While traveling by bullet train, having a delicious bento to eat enhances the fun experience of the journey. Although you could buy bento from the trolly or go to the restaurant carriage, you will have more options if you buy the bento from Tokyo Station, which is one of the main Shinkansen hubs. Ekibenya Matsuri and Daimaru Tokyo Station are two popular places where they sell various kinds of bento. There are smaller shops as well but for this list, I have chosen popular bento from these two places. Alternatively, you can always buy food from a convenience store. The great part about buying food at a convenience store is the variety. You can eat an onigiri, sandwich, salad as well as dessert if you so desire.
An ekiben is a bento sold at a train station or within a train. Each station sell a bento which contains food from that area. In the past, people would have had to travel to those places to eat the local specialities but now, you can buy them at Tokyo Station. Over 170 ekiben from all over the country are sold at Ekibenya Matsuri. It is located on Central Street on the first floor of Tokyo Station City and is open everyday from 5:30am to 11:00pm, so even if you are traveling on an early or late train, you will still be able to buy a bento.
1. Bullet Train E7 Bento
This bento can be enjoyed by both adults and children. There are various different bullet train shaped bento sold throughout Japan and this one is E7. It is sold for 1,300 yen. The container can be used later as your own special bento box.
2. Tokyo Bento
Tokyo Bento is only sold at Tokyo Station and it contains food made by popular gourmet restaurants in Tokyo. For example, Tamagoyaki (Japanese rolled omelette) is from Sushitama Aoki at the Tsukiji Fish Market and beef tsukudani (beef cooked in sweetened soy sauce) is from Asakusa Imahan. It is sold for 1,650 yen.
3. Beef Domannaka
Beef Domannaka is a bento from Yamagata prefecture and is made of Yonezawa beef and and Yonezawa rice “Domannaka”. Beef is cooked in sugar and soy sauce and is popular among all generations. It is sold for 1,150 yen.
4. Touge no Kamameshi
The unique thing about Touge no Kamameshi is that it comes in a ceramic kama. Chicken, matsutake mushrooms, quail eggs, bamboo shoots, chestnuts etc are put on top of rice cooked in special sauce. Although it might be a bit heavy, if you do take the ceramic container home with you, you can cook 1 gou of rice (about 150g) with it. It is believed that rice tastes better when cooked this way than with a rice cooker or stainless steel pot. Although it is in Japanese, there is a website which explains with images how to cook using this container*. It is sold for 1,000 yen. * oginoya.co.jp
Daimaru Tokyo Hoppe Town
Daimaru Tokyo Hoppe Town sells not only bento but also desserts and also has a delicatessen. It is open from Monday to Friday 10am to 9pm and on weekends and public holidays from 10am to 8pm. It sells various food and is not limited to travelers so it can get crowded.
1. Kakiyasu Gyumeshi
Kakiyasu Gyumeshi is made of Japanese famous Wagyu beef. Beef is cooked in the secret sauce of Kakiyasu. It is sold for 1,301 yen.

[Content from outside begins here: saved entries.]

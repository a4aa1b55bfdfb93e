//! Entity and column declarations.
//!
//! Definitions are built once and shared as `&'static EntityDef`, usually
//! from a `LazyLock`. Relations point at their target through a function so
//! entities can reference each other cyclically:
//!
//! ```ignore
//! static DOGS: LazyLock<EntityDef> = LazyLock::new(|| {
//!     EntityDef::builder("dogs")
//!         .column(ColumnDef::id("id"))
//!         .column(ColumnDef::integer("animal_id"))
//!         .relation(Relation::belongs_to("animal", animals, "animal_id"))
//!         .build()
//!         .expect("valid dogs schema")
//! });
//! fn dogs() -> &'static EntityDef { &DOGS }
//! ```

mod column;

pub use column::*;

use compact_str::CompactString;

use crate::error::{Result, UsageError};
use crate::relation::Relation;

/// Resolves an entity definition lazily.
pub type DefFn = fn() -> &'static EntityDef;

/// Mapping between an entity and its table.
#[derive(Debug)]
pub struct EntityDef {
    table: &'static str,
    columns: Vec<ColumnDef>,
    primary: usize,
    relations: Vec<Relation>,
}

impl EntityDef {
    pub fn builder(table: &'static str) -> EntityDefBuilder {
        EntityDefBuilder {
            table,
            columns: Vec::new(),
            relations: Vec::new(),
        }
    }

    #[inline]
    pub const fn table(&self) -> &'static str {
        self.table
    }

    #[inline]
    pub fn columns(&self) -> &[ColumnDef] {
        &self.columns
    }

    #[inline]
    pub fn primary(&self) -> &ColumnDef {
        &self.columns[self.primary]
    }

    #[inline]
    pub const fn primary_index(&self) -> usize {
        self.primary
    }

    pub fn column(&self, name: &str) -> Option<&ColumnDef> {
        self.columns.iter().find(|c| c.name() == name)
    }

    pub fn column_index(&self, name: &str) -> Option<usize> {
        self.columns.iter().position(|c| c.name() == name)
    }

    /// Like [`Self::column_index`] but reports unknown names as usage errors.
    pub fn require_column(&self, name: &str) -> Result<usize> {
        self.column_index(name).ok_or_else(|| {
            UsageError::UnknownColumn {
                table: self.table.to_owned(),
                column: name.to_owned(),
            }
            .into()
        })
    }

    #[inline]
    pub fn relations(&self) -> &[Relation] {
        &self.relations
    }

    /// Looks up a declared relation by name.
    pub fn relation(&self, name: &str) -> Result<&Relation> {
        self.relations
            .iter()
            .find(|r| r.name() == name)
            .ok_or_else(|| {
                UsageError::UnknownRelation {
                    table: self.table.to_owned(),
                    relation: name.to_owned(),
                }
                .into()
            })
    }

    /// Definitions are singletons; identity is address equality.
    #[inline]
    pub fn is(&self, other: &EntityDef) -> bool {
        core::ptr::eq(self, other)
    }
}

/// Builder returned by [`EntityDef::builder`].
#[derive(Debug)]
pub struct EntityDefBuilder {
    table: &'static str,
    columns: Vec<ColumnDef>,
    relations: Vec<Relation>,
}

impl EntityDefBuilder {
    pub fn column(mut self, column: ColumnDef) -> Self {
        self.columns.push(column);
        self
    }

    pub fn columns(mut self, columns: impl IntoIterator<Item = ColumnDef>) -> Self {
        self.columns.extend(columns);
        self
    }

    pub fn relation(mut self, relation: Relation) -> Self {
        self.relations.push(relation);
        self
    }

    /// Validates the declaration: a table name, exactly one primary column
    /// and unique column and relation names.
    pub fn build(self) -> Result<EntityDef> {
        if self.table.is_empty() {
            return Err(UsageError::MissingTable.into());
        }

        let mut seen: Vec<CompactString> = Vec::with_capacity(self.columns.len());
        let mut primary: Option<usize> = None;
        for (i, column) in self.columns.iter().enumerate() {
            if seen.iter().any(|name| name == column.name()) {
                return Err(UsageError::DuplicateColumn {
                    table: self.table.to_owned(),
                    column: column.name().to_owned(),
                }
                .into());
            }
            seen.push(CompactString::const_new(column.name()));

            if column.is_primary() {
                if let Some(first) = primary {
                    return Err(UsageError::DuplicatePrimary {
                        table: self.table.to_owned(),
                        first: self.columns[first].name().to_owned(),
                        second: column.name().to_owned(),
                    }
                    .into());
                }
                primary = Some(i);
            }
        }
        let Some(primary) = primary else {
            return Err(UsageError::MissingPrimary {
                table: self.table.to_owned(),
            }
            .into());
        };

        for (i, relation) in self.relations.iter().enumerate() {
            if self.relations[..i].iter().any(|r| r.name() == relation.name()) {
                return Err(UsageError::DuplicateRelation {
                    table: self.table.to_owned(),
                    relation: relation.name().to_owned(),
                }
                .into());
            }
        }

        Ok(EntityDef {
            table: self.table,
            columns: self.columns,
            primary,
            relations: self.relations,
        })
    }
}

2. Takimoto Zeitaku Mille-feuille
Zeitaku Mille-feuille is layers of sushi rice and shrimp, crab, salmon roe, and herring roe. Although at 1,728yen it is a bit expensive, if you like sushi, this will definitely satisfy your craving for salmon roe and herring roe.
3. Kiyouken Shumai Bento
Shumai Bento is the cheapest bento on this list and costs 800 yen. The main part of the bento is shumai (siu mai), but it also contains chicken karaage (deep fried chicken), tamagoyaki (Japanese rolled omelette) and teriyaki tuna and vegetables.
4. Meat Yazawa Kuroge Wagyu Hamburg Bento
Kuroge Wagyu Hamburg Bento contains a meat patty made of Wagyu beef. This is why although it only contains one meat patty and rice and some vegetables it costs 1,580 yen.